WHAT TO DO →
Output the lines below exactly, please, from the first line until the line with "use crate::error::LedgerError;", counting both.

PROVIDED DATA →
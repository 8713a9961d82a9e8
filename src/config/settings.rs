//! User settings for the ledger
//!
//! Manages user preferences including the data file location, the currency
//! symbol, the category lists and how corrupt records are handled on load.

use std::path::{Path, PathBuf};

use serde::{Deserialize, Serialize};

use crate::error::LedgerError;
use crate::models::CategoryConfig;
use crate::storage::{write_atomic, LoadPolicy};

/// User settings for the ledger
#[derive(Debug, Clone, PartialEq, Eq, Serialize, Deserialize)]
pub struct Settings {
    /// Schema version for migration support
    #[serde(default = "default_schema_version")]
    pub schema_version: u32,

    /// Transaction file, overriding the default location
    #[serde(default, skip_serializing_if = "Option::is_none")]
    pub data_file: Option<PathBuf>,

    /// Currency symbol used when printing amounts
    #[serde(default = "default_currency")]
    pub currency_symbol: String,

    /// Category lists offered for each transaction type
    #[serde(default)]
    pub categories: CategoryConfig,

    /// What to do with unparseable lines in the transaction file
    #[serde(default)]
    pub load_policy: LoadPolicy,
}

fn default_schema_version() -> u32 {
    1
}

fn default_currency() -> String {
    "$".to_string()
}

impl Default for Settings {
    fn default() -> Self {
        Self {
            schema_version: default_schema_version(),
            data_file: None,
            currency_symbol: default_currency(),
            categories: CategoryConfig::default(),
            load_policy: LoadPolicy::default(),
        }
    }
}

impl Settings {
    /// Load settings from disk, or use defaults if the file doesn't exist
    pub fn load_or_default(path: &Path) -> Result<Self, LedgerError> {
        if !path.exists() {
            // Don't save yet - let caller decide when to persist
            return Ok(Settings::default());
        }

        let contents = std::fs::read_to_string(path)
            .map_err(|e| LedgerError::Io(format!("Failed to read settings file: {}", e)))?;

        serde_json::from_str(&contents)
            .map_err(|e| LedgerError::Config(format!("Failed to parse settings file: {}", e)))
    }

    /// Save settings to disk, replacing any existing file atomically
    pub fn save(&self, path: &Path) -> Result<(), LedgerError> {
        let contents = serde_json::to_string_pretty(self)
            .map_err(|e| LedgerError::Config(format!("Failed to serialize settings: {}", e)))?;

        write_atomic(path, contents.as_bytes())
    }
}
//! CLI command handlers
//!
//! This module is the input layer: it collects and validates user input,
//! then calls into the store and the summary engine.

pub mod category;
pub mod menu;
pub mod report;
pub mod transaction;

pub use category::handle_categories_command;
pub use menu::{parse_selection, Menu};
pub use report::{handle_summary_command, SummaryArgs};
pub use transaction::{handle_add_command, AddArgs, KindArg};
//! Transaction store backed by a flat file
//!
//! Holds transactions in insertion order and keeps the file in step with
//! memory. Every `add` rewrites the whole file, which costs O(n) per add; that
//! is acceptable for the hundreds to low thousands of entries a personal
//! ledger accumulates.

use std::path::{Path, PathBuf};

use serde::{Deserialize, Serialize};

use crate::error::{LedgerError, LedgerResult};
use crate::models::Transaction;

use super::codec;
use super::file_io::{read_if_exists, write_atomic};

/// What to do when a line of the transaction file cannot be parsed
#[derive(Debug, Clone, Copy, PartialEq, Eq, Default, Serialize, Deserialize)]
#[serde(rename_all = "kebab-case")]
pub enum LoadPolicy {
    /// Abort the load with the first `CorruptData` error
    #[default]
    FailFast,
    /// Skip bad lines, log a warning for each and report them to the caller
    SkipAndWarn,
}

/// Read every transaction in `path`, failing on the first corrupt line
///
/// A missing file is an empty ledger, not an error.
pub fn load_transactions<P: AsRef<Path>>(path: P) -> LedgerResult<Vec<Transaction>> {
    let (transactions, _) = read_store_file(path.as_ref(), LoadPolicy::FailFast)?;
    Ok(transactions)
}

/// Rewrite `path` so it holds exactly `transactions`
pub fn persist_transactions<P: AsRef<Path>>(
    path: P,
    transactions: &[Transaction],
) -> LedgerResult<()> {
    write_atomic(path, &codec::encode(transactions)?)
}

fn read_store_file(
    path: &Path,
    policy: LoadPolicy,
) -> LedgerResult<(Vec<Transaction>, Vec<LedgerError>)> {
    let Some(bytes) = read_if_exists(path)? else {
        tracing::debug!(path = %path.display(), "no transaction file, starting empty");
        return Ok((Vec::new(), Vec::new()));
    };

    let mut transactions = Vec::new();
    let mut skipped = Vec::new();

    for result in codec::decode(bytes.as_slice()) {
        match result {
            Ok(txn) => transactions.push(txn),
            Err(err) if err.is_corrupt_data() && policy == LoadPolicy::SkipAndWarn => {
                tracing::warn!(path = %path.display(), %err, "skipping corrupt record");
                skipped.push(err);
            }
            Err(err) => return Err(err),
        }
    }

    tracing::debug!(
        path = %path.display(),
        loaded = transactions.len(),
        skipped = skipped.len(),
        "loaded transactions"
    );

    Ok((transactions, skipped))
}

/// In-memory ledger that mirrors its backing file
#[derive(Debug)]
pub struct TransactionStore {
    path: PathBuf,
    transactions: Vec<Transaction>,
}

impl TransactionStore {
    /// Load the store from `path`, failing on the first corrupt line
    pub fn load(path: impl Into<PathBuf>) -> LedgerResult<Self> {
        let (store, _) = Self::load_with_policy(path, LoadPolicy::FailFast)?;
        Ok(store)
    }

    /// Load the store from `path` under an explicit corruption policy
    ///
    /// Returns the store and the corrupt-line errors that were skipped, which
    /// is always empty under [`LoadPolicy::FailFast`].
    pub fn load_with_policy(
        path: impl Into<PathBuf>,
        policy: LoadPolicy,
    ) -> LedgerResult<(Self, Vec<LedgerError>)> {
        let path = path.into();
        let (transactions, skipped) = read_store_file(&path, policy)?;
        Ok((Self { path, transactions }, skipped))
    }

    /// Append a transaction and make it durable
    ///
    /// The file is rewritten with the new record first; memory only changes
    /// once the write succeeded, so an encoding or `Persistence` error leaves
    /// the store exactly as it was.
    pub fn add(&mut self, txn: Transaction) -> LedgerResult<()> {
        let bytes = codec::encode(self.transactions.iter().chain(std::iter::once(&txn)))?;
        write_atomic(&self.path, &bytes)?;

        tracing::debug!(path = %self.path.display(), %txn, "transaction added");
        self.transactions.push(txn);
        Ok(())
    }

    /// Rewrite the backing file from memory
    pub fn persist(&self) -> LedgerResult<()> {
        persist_transactions(&self.path, &self.transactions)
    }

    /// All transactions in insertion order
    pub fn all(&self) -> &[Transaction] {
        &self.transactions
    }

    pub fn len(&self) -> usize {
        self.transactions.len()
    }

    pub fn is_empty(&self) -> bool {
        self.transactions.is_empty()
    }

    /// Path of the backing file
    pub fn path(&self) -> &Path {
        &self.path
    }
}
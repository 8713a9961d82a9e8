//! Storage layer for the ledger
//!
//! Provides the flat-file transaction store with atomic rewrites and
//! automatic directory creation.

pub mod codec;
pub mod file_io;
pub mod transactions;

pub use file_io::write_atomic;
pub use transactions::{load_transactions, persist_transactions, LoadPolicy, TransactionStore};
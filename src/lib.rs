//! pocket-ledger - Terminal-based personal income and expense ledger
//!
//! This library provides the core functionality for the ledger: it records
//! income and expense entries with a category, amount, description and date,
//! keeps them in a flat file, and totals them by category for a month.
//!
//! # Architecture
//!
//! The crate is organized into the following modules:
//!
//! - `config`: Settings and file path resolution
//! - `error`: Custom error types
//! - `models`: Core data models (transactions, money, categories, dates)
//! - `storage`: Flat-file transaction store with atomic rewrites
//! - `reports`: Monthly summary computation and formatting
//! - `cli`: Input layer (command handlers and the interactive menu)
//!
//! # Example
//!
//! ```rust,no_run
//! use pocket_ledger::reports::compute_monthly_summary;
//! use pocket_ledger::storage::TransactionStore;
//!
//! let store = TransactionStore::load("transactions.txt")?;
//! let report = compute_monthly_summary(store.all(), 2024, 3);
//! print!("{}", report.format_terminal("$"));
//! # Ok::<(), pocket_ledger::LedgerError>(())
//! ```

pub mod cli;
pub mod config;
pub mod error;
pub mod models;
pub mod reports;
pub mod storage;

pub use error::{LedgerError, LedgerResult};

EXERCISE RESPONSE →
repository 8713a9961d82a9e8
filename src/config/settings.rs
//! User settings for the ledger
//!
//! Manages user preferences including the data file location, the currency
//! symbol, the category lists and how corrupt records are handled on load.

use std::path::{Path, PathBuf};

use serde::{Deserialize, Serialize};

use crate::error::LedgerError;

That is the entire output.